Go through the records line by line from the top and repeat each one exactly, ending with the line that contains "pub fn stderr()".

▸ PROVIDED MATERIAL:
******

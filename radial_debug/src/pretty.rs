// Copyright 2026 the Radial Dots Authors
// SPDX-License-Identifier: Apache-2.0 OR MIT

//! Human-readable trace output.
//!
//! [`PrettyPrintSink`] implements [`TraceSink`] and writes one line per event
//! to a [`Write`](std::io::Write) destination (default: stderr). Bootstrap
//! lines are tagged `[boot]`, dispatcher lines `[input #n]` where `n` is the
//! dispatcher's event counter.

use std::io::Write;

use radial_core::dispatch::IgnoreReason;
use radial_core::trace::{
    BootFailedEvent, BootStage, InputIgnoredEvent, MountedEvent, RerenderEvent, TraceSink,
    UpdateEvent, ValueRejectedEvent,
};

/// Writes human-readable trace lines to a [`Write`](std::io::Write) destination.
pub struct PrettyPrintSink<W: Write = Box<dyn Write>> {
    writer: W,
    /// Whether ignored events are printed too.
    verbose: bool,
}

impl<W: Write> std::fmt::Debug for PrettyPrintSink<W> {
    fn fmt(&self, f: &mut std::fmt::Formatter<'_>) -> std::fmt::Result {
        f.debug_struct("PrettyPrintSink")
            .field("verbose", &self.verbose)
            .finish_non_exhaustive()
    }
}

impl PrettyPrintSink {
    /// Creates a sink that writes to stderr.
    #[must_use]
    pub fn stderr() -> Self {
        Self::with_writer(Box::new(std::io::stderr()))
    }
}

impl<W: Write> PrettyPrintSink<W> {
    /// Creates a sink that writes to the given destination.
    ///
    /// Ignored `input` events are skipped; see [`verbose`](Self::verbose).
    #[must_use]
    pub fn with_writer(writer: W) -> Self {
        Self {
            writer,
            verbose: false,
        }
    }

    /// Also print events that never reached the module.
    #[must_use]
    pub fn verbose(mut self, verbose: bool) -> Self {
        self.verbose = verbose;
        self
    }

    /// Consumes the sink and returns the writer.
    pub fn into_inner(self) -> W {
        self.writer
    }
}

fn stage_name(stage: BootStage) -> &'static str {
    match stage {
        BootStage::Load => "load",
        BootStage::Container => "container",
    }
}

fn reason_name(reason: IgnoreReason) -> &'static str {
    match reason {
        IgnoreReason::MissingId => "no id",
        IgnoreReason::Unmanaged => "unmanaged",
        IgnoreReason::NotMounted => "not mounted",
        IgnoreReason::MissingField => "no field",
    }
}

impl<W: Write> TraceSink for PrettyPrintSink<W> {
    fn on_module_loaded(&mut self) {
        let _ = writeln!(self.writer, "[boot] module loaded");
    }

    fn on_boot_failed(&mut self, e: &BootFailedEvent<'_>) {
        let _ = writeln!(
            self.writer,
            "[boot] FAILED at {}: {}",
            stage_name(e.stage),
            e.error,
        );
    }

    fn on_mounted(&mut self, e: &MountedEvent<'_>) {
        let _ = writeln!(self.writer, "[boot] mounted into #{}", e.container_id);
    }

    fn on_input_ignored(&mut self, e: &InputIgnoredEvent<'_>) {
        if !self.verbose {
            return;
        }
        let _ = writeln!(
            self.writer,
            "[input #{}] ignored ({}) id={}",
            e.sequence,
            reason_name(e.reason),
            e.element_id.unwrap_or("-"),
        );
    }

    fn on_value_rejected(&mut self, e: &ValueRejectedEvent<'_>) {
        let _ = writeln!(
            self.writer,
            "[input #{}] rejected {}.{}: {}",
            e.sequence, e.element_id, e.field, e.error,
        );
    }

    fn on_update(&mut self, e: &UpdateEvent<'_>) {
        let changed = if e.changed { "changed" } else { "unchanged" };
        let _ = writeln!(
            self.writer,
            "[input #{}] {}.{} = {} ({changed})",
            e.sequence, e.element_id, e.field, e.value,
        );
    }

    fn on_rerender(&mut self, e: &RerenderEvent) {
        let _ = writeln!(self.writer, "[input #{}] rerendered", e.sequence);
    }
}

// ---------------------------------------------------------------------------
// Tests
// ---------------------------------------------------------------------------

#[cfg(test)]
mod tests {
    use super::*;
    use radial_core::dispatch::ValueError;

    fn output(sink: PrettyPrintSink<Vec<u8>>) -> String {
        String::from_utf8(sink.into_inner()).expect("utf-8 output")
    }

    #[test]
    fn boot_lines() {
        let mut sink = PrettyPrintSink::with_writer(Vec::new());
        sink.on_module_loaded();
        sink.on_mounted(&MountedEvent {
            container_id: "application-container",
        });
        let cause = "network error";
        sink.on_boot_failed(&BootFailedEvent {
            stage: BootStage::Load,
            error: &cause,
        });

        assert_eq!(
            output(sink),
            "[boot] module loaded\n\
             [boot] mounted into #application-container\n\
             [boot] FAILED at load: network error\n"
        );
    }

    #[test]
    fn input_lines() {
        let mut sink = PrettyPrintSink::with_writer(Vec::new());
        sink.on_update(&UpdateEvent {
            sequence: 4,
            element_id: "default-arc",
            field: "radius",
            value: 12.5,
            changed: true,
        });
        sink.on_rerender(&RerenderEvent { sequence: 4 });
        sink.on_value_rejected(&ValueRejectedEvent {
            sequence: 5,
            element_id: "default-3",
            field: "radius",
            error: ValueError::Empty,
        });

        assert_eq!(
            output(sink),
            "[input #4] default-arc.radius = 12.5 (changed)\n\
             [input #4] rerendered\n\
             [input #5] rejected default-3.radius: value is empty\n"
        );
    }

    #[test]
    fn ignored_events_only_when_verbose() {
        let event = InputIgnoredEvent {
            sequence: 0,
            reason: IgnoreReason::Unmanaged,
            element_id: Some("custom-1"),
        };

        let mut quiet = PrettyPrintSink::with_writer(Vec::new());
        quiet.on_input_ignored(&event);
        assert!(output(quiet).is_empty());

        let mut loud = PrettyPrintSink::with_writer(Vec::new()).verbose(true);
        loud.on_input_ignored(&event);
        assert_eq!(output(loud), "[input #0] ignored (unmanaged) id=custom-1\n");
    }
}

******

▸ SOLVED EXERCISE:
filename radial_debug/src/pretty.rs
// Copyright 2026 the Radial Dots Authors
// SPDX-License-Identifier: Apache-2.0 OR MIT

//! Human-readable trace output.
//!
//! [`PrettyPrintSink`] implements [`TraceSink`] and writes one line per event
//! to a [`Write`](std::io::Write) destination (default: stderr). Bootstrap
//! lines are tagged `[boot]`, dispatcher lines `[input #n]` where `n` is the
//! dispatcher's event counter.

use std::io::Write;

use radial_core::dispatch::IgnoreReason;
use radial_core::trace::{
    BootFailedEvent, BootStage, InputIgnoredEvent, MountedEvent, RerenderEvent, TraceSink,
    UpdateEvent, ValueRejectedEvent,
};

/// Writes human-readable trace lines to a [`Write`](std::io::Write) destination.
pub struct PrettyPrintSink<W: Write = Box<dyn Write>> {
    writer: W,
    /// Whether ignored events are printed too.
    verbose: bool,
}

impl<W: Write> std::fmt::Debug for PrettyPrintSink<W> {
    fn fmt(&self, f: &mut std::fmt::Formatter<'_>) -> std::fmt::Result {
        f.debug_struct("PrettyPrintSink")
            .field("verbose", &self.verbose)
            .finish_non_exhaustive()
    }
}

impl PrettyPrintSink {
    /// Creates a sink that writes to stderr.
    #[must_use]
    pub fn stderr() -> Self {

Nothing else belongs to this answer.